What to do:
Each line in the listing below needs to be transcribed exactly.

Material for this exercise:
//! # emergence
//!
//! Monte Carlo demonstrations of statistical emergence.
//!
//! Two small programs built on a shared library:
//! - `scale_curves`: renders the rational family y = x/(x+k) for k ∈ {1,2,3}
//!   as a comparative line-and-marker chart.
//! - `photon_counts`: simulates a Bernoulli counting process (the classic
//!   photon-arrival experiment) and replays the growth of the count histogram
//!   as an animated GIF, showing the Poisson shape emerge.
//!
//! ## Example
//!
//! ```rust
//! use emergence::prelude::*;
//!
//! let counter = TrialCounter::new(3.0e-3, 1000).unwrap();
//! let mut rng = SimRng::new(42);
//! let history = CountingProcess::new(counter).run(100, &mut rng).unwrap();
//! assert_eq!(history.len(), 100);
//! ```

#![forbid(unsafe_code)]
#![deny(clippy::unwrap_used, clippy::expect_used, clippy::panic)]
#![warn(clippy::pedantic, clippy::nursery)]
#![allow(
    clippy::module_name_repetitions,
    clippy::cast_precision_loss,
    clippy::cast_possible_truncation,
    clippy::cast_sign_loss,
    clippy::missing_const_for_fn, // Many functions can't be const in stable Rust
)]

pub mod config;
pub mod domains;
pub mod engine;
pub mod error;
pub mod visualization;

/// Prelude for convenient imports
pub mod prelude {
    pub use crate::config::{DemoConfig, DemoConfigBuilder};
    pub use crate::domains::counting::{CountHistory, CountingProcess, TrialCounter};
    pub use crate::domains::curves::{RationalCurve, SampleGrid};
    pub use crate::engine::rng::SimRng;
    pub use crate::error::{SimError, SimResult};
    pub use crate::visualization::{ChartSpec, HistogramSpec, Renderer};
}

/// Re-export for public API
pub use error::{SimError, SimResult};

Result of this exercise:
//! # emergence
//!
//! Monte Carlo demonstrations of statistical emergence.
//!
//! Two small programs built on a shared library:
//! - `scale_curves`: renders the rational family y = x/(x+k) for k ∈ {1,2,3}
//!   as a comparative line-and-marker chart.
//! - `photon_counts`: simulates a Bernoulli counting process (the classic
//!   photon-arrival experiment) and replays the growth of the count histogram
//!   as an animated GIF, showing the Poisson shape emerge.
//!
//! ## Example
//!
//! ```rust
//! use emergence::prelude::*;
//!
//! let counter = TrialCounter::new(3.0e-3, 1000).unwrap();
//! let mut rng = SimRng::new(42);
//! let history = CountingProcess::new(counter).run(100, &mut rng).unwrap();
//! assert_eq!(history.len(), 100);
//! ```

#![forbid(unsafe_code)]
#![deny(clippy::unwrap_used, clippy::expect_used, clippy::panic)]
#![warn(clippy::pedantic, clippy::nursery)]
#![allow(
    clippy::module_name_repetitions,
    clippy::cast_precision_loss,
    clippy::cast_possible_truncation,
    clippy::cast_sign_loss,
    clippy::missing_const_for_fn, // Many functions can't be const in stable Rust
)]

pub mod config;
pub mod domains;
pub mod engine;
pub mod error;
pub mod visualization;

/// Prelude for convenient imports
pub mod prelude {
    pub use crate::config::{DemoConfig, DemoConfigBuilder};
    pub use crate::domains::counting::{CountHistory, CountingProcess, TrialCounter};
    pub use crate::domains::curves::{RationalCurve, SampleGrid};
    pub use crate::engine::rng::SimRng;
    pub use crate::error::{SimError, SimResult};
    pub use crate::visualization::{ChartSpec, HistogramSpec, Renderer};
}

/// Re-export for public API
pub use error::{SimError, SimResult};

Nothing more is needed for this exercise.